= Brief =
From the line that holds "filename src/queue/mod.rs" to the last line of the data, copy everything exactly; leave out all the rest.

§

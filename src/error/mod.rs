//! Error handling utilities for storage-engine failures.

mod macros;

pub(crate) use self::macros::fatal;
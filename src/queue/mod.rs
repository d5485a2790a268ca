//! Thread-safe FIFO used to stage spilled free pools.

mod shared;

pub use self::shared::SharedQueue;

§

= Exercise result =
filename src/queue/mod.rs
repository d5485a2790a268ca
//! Thread-safe FIFO used to stage spilled free pools.

mod shared;

pub use self::shared::SharedQueue;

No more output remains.